▶ TASK TO CARRY OUT
Where in the listing does the word "markup" appear? Report each line that holds it.

*** Opening RECORDS SHOWN ***

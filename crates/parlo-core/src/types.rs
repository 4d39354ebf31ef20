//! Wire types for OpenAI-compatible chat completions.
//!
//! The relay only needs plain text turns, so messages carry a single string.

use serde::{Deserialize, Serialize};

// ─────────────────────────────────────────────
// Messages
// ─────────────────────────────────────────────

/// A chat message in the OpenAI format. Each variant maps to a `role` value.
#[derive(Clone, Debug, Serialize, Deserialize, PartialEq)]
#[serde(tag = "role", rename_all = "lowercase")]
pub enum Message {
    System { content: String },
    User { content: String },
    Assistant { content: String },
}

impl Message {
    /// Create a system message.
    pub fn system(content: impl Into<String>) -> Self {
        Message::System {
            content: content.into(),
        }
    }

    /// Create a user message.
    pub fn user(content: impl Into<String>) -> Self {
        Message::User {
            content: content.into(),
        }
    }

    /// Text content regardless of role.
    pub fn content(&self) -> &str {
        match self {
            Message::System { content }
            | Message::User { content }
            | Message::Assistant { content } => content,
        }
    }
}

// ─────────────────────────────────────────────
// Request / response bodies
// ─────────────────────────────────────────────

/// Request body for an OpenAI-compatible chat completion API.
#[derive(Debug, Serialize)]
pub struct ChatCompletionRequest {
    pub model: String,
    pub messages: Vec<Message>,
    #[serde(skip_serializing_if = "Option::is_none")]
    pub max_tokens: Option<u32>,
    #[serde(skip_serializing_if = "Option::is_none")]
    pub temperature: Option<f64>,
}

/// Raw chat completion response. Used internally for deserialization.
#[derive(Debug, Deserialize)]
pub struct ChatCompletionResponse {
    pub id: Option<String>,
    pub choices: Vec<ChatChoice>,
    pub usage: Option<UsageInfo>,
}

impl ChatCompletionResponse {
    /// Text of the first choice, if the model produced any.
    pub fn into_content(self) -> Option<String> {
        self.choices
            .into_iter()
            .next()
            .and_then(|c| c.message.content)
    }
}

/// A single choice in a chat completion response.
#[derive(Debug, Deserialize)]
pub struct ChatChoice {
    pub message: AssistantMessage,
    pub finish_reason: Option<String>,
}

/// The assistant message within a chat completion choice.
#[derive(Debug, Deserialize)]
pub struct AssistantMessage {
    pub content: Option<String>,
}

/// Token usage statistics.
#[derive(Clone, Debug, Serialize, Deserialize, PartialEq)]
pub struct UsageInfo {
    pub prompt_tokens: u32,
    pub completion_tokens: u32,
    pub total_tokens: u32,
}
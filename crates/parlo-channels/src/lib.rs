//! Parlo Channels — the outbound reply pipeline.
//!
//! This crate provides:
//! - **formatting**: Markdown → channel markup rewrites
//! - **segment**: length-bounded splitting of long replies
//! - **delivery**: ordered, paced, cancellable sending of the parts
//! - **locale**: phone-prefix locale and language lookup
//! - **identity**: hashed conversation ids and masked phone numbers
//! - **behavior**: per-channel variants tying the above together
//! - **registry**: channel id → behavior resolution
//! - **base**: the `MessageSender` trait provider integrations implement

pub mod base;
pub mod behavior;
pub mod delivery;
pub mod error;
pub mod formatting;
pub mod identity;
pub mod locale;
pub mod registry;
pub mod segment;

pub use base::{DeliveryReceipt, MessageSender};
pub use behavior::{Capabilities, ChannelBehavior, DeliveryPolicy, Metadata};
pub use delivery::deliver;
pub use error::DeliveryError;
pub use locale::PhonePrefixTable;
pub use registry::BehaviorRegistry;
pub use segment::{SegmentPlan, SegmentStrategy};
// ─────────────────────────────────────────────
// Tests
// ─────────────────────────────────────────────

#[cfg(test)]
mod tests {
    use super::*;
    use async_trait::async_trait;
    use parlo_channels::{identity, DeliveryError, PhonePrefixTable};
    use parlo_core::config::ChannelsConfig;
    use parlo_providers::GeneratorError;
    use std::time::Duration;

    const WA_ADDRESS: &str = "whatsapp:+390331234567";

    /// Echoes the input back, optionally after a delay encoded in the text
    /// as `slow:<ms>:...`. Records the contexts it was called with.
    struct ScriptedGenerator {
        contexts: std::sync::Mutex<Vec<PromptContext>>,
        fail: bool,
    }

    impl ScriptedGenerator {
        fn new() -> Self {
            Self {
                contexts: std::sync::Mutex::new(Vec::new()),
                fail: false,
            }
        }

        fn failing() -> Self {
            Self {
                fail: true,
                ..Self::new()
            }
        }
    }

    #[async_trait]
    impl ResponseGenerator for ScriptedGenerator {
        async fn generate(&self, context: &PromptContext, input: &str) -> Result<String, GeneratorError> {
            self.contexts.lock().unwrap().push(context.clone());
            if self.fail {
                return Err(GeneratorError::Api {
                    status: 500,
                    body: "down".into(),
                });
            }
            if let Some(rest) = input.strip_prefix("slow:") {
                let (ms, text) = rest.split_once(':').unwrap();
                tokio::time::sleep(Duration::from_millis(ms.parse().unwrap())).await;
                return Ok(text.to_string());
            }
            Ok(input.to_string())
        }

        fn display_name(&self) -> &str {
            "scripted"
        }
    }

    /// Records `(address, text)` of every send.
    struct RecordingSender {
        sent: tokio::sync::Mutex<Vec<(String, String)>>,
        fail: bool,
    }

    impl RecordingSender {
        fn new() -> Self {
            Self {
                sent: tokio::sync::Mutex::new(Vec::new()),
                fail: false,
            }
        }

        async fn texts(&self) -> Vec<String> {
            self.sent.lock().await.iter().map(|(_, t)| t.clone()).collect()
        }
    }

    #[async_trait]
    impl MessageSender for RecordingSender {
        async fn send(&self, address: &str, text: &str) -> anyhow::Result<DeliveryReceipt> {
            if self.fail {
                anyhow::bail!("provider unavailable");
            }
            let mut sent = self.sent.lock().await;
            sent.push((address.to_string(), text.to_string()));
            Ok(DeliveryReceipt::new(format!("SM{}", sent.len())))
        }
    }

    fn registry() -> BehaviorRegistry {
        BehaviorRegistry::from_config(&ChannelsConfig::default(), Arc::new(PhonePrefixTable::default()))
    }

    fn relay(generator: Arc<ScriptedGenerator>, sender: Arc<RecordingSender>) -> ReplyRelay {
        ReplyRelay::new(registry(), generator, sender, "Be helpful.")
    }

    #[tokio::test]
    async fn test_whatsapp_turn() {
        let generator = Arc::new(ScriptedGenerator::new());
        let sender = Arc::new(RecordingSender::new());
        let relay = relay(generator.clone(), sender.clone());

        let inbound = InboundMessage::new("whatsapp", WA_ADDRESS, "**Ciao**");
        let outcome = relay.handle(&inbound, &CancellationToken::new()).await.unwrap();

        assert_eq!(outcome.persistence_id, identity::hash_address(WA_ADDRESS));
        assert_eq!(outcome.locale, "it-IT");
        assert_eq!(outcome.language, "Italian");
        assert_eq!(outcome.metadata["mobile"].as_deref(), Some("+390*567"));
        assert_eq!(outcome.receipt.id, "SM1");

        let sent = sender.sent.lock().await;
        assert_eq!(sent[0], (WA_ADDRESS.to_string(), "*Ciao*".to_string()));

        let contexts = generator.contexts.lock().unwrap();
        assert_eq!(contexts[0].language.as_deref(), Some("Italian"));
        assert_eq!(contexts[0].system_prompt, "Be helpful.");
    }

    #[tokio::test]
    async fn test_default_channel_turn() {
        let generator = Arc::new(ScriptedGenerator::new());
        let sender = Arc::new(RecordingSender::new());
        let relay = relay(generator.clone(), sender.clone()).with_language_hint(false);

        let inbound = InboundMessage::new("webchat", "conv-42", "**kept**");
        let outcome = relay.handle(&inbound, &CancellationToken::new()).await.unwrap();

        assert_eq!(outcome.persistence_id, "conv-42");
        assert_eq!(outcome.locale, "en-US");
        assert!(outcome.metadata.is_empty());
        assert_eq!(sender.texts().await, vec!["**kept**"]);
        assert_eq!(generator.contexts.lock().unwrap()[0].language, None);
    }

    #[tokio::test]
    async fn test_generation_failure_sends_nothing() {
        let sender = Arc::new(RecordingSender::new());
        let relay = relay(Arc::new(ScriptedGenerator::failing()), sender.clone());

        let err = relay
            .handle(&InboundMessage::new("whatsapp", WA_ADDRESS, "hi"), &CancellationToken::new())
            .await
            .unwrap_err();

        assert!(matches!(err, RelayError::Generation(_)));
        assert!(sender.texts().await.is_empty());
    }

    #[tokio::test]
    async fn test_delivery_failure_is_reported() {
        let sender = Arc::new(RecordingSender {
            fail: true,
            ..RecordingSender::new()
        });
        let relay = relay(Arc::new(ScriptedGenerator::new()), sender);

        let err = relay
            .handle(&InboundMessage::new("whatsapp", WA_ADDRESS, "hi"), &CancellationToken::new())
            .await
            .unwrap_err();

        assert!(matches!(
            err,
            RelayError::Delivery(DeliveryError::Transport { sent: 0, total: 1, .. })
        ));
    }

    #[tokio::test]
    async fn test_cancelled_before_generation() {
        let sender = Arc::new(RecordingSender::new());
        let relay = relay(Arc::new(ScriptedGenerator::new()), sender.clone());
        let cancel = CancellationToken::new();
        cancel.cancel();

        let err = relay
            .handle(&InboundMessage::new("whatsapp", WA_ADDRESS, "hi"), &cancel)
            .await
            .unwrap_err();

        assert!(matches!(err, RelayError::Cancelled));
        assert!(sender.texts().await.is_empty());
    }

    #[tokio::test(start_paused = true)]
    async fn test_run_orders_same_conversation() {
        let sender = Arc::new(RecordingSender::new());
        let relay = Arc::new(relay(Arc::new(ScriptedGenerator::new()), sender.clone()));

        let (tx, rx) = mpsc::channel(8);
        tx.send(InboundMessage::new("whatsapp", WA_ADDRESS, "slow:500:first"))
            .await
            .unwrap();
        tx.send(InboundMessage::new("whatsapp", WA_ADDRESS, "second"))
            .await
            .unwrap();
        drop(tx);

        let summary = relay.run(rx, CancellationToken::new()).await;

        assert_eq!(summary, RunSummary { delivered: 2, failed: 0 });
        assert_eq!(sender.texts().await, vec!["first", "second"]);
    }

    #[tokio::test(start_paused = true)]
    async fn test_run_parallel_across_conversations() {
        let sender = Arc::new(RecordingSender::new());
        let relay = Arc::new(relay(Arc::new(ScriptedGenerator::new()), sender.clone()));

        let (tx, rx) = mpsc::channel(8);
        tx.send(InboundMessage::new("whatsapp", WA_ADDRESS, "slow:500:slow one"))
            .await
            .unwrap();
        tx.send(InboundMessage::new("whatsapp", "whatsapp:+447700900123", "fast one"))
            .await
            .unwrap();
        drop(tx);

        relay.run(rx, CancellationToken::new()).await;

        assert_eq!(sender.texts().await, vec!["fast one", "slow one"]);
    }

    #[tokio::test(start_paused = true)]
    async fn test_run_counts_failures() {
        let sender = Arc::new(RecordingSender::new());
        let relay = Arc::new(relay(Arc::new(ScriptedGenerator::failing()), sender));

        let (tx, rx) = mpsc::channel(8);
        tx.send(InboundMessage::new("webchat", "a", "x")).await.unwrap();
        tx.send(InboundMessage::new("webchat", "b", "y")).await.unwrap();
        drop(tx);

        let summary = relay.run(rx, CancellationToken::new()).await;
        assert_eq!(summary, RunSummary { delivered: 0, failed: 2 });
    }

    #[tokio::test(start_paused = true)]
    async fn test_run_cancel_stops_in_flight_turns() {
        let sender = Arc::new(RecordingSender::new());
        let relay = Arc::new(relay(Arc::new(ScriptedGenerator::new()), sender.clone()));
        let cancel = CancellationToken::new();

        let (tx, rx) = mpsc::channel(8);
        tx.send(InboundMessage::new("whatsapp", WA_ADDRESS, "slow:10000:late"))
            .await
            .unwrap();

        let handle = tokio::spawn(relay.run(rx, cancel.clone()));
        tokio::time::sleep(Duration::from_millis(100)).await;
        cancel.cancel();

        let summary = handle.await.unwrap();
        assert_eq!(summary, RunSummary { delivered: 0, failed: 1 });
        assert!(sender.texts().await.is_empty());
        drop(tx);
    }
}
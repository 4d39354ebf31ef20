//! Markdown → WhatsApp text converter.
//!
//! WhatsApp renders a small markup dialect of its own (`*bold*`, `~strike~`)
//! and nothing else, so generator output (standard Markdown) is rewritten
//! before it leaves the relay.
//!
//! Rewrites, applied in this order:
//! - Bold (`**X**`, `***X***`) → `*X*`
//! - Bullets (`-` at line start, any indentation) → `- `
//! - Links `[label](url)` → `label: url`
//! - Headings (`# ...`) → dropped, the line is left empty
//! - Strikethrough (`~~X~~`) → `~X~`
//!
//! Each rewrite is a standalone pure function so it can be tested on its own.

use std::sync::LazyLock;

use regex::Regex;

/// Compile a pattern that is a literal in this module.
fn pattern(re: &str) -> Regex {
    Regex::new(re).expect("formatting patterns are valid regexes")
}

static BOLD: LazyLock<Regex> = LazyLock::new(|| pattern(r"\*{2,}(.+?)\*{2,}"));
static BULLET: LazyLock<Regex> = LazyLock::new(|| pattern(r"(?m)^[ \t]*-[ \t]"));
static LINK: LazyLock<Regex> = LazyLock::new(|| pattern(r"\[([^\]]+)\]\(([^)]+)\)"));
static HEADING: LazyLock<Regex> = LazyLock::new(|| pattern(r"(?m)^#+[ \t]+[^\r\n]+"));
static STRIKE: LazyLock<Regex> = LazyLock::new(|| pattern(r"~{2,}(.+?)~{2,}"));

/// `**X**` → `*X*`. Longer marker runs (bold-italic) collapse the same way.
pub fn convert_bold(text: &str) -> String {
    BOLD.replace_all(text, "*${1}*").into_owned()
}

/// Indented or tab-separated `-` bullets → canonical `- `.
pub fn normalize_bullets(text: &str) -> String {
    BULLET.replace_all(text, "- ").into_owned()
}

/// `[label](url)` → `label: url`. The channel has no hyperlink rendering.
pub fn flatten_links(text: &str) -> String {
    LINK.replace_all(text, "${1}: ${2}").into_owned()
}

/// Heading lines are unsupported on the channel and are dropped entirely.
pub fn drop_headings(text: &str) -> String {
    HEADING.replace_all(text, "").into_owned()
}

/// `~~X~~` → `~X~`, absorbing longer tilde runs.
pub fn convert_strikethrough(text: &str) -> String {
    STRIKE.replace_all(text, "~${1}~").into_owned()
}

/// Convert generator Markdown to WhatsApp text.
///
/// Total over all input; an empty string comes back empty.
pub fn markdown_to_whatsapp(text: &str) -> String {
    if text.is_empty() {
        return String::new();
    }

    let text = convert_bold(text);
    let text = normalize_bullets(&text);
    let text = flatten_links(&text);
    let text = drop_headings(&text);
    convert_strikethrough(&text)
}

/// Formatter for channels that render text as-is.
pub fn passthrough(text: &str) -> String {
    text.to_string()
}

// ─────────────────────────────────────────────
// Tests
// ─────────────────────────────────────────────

*** Closing RECORDS SHOWN ***

▶ SOLUTION FOR THIS EXERCISE
//! - **formatting**: Markdown → channel markup rewrites
//! WhatsApp renders a small markup dialect of its own (`*bold*`, `~strike~`)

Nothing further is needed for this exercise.